Júlia gostou da ideia de abrigar a prima. Não se viam há muito, muito tempo, e nesse reencontro (que não duraria uma só conversinha, mas cinco dias inteiros), teriam a oportunidade de se atualizar uma em relação à outra. Em que a Vanessa estava trabalhando, que tipo de cara estava paquerando… Ainda se usava dizer paquerando? Júlia não sabia. Estava casada há anos, e, quando o namoro começara, “paquera” ainda era um termo em alta.

Mas a prima de Júlia chegou, e Júlia a abraçou no portão de casa já sem tanto entusiasmo. Vanessa estava magra, com uma razoável musculatura visível abaixo da pele bem-cuidada. Enquanto Júlia a abraçava, pensava no perfume da prima: um perfume sofisticado, equilibrado, muito longe da coisa grosseiramente doce que ela mesma usava. E as roupas, também… Jesus, a mulher saíra de um desfile. Ainda assim, até então a sensação de ter ficado aquém da outra estava em níveis administráveis.
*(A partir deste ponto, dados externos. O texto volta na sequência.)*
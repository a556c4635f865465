//! Talkback - spoken conversation client
//!
//! Streams microphone audio to a transcription service, turns recognized
//! utterances into dialogue requests, and plays the streamed reply text and
//! synthesized audio back in order. The user can barge in at any time.

#![forbid(unsafe_code)]

/// Microphone capture engine
pub mod capture;
/// Environment driven configuration
pub mod config;
/// Duplex channel management
pub mod connection;
/// Conversation log and its persistence
pub mod history;
/// Ordered playback of synthesized segments
pub mod playback;
/// Wire types for the transcription and dialogue channels
pub mod protocol;
/// The session coordinator
pub mod session;
/// Utterance assembly from recognition events
pub mod transcript;
/// Turn pipeline between recognized speech and the dialogue service
pub mod turn;
/// Amplitude metering of the active segment
pub mod volume;

pub use config::SessionConfig;
pub use session::{Command, Session, SessionError, SessionUpdate};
Mas quando o marido abraçou a Vanessa (e aqueles braços pareceram ficar nas costas dela por tanto tempo!), piorou — demais.

O modo como ele conversava com a Vanessa, também (“Nossa, você está malhando?”, “Estou sim”, “Então precisa me passar esse treino”), cheio de piadinhas sutis e idiotas, ia lhe dar nos nervos até que ela fosse embora. Júlia antecipou as discussões que ela e o marido teriam na cama, antes de dormir virados de costas um para o outro como dois adversários, sobre aquele tipo de conversa “despretensiosa”. Os esporros que ela teria que dar no homem por uma ou outra espiadinha casual, involuntária, “mas sem maldade, meu bem”. E quando ela tivesse que sair de casa e deixar os dois ali? Impossível. Agora teria que carregar o marido como quem carrega um cantil secretamente cheio no deserto.

Quando o marido soltou a Vanessa, Júlia percebeu que não estava em condições de se reencontrar com algumas pessoas. Com as que estivessem na mesma situação que ela (talvez até um pouquinho pior), ela poderia lidar. Mas com gente como a Vanessa, que some e melhora e depois retorna para exibir (!) o quanto melhorou, ah, não valia a pena.

A Vanessa olhou para ela e perguntou:

— Tudo bem, prima?

E Júlia, despertando daqueles pensamentos e tentando desfazer a careta que surgira no rosto, disse:

— Claro. Vamos entrando. Não precisa tirar o sapato.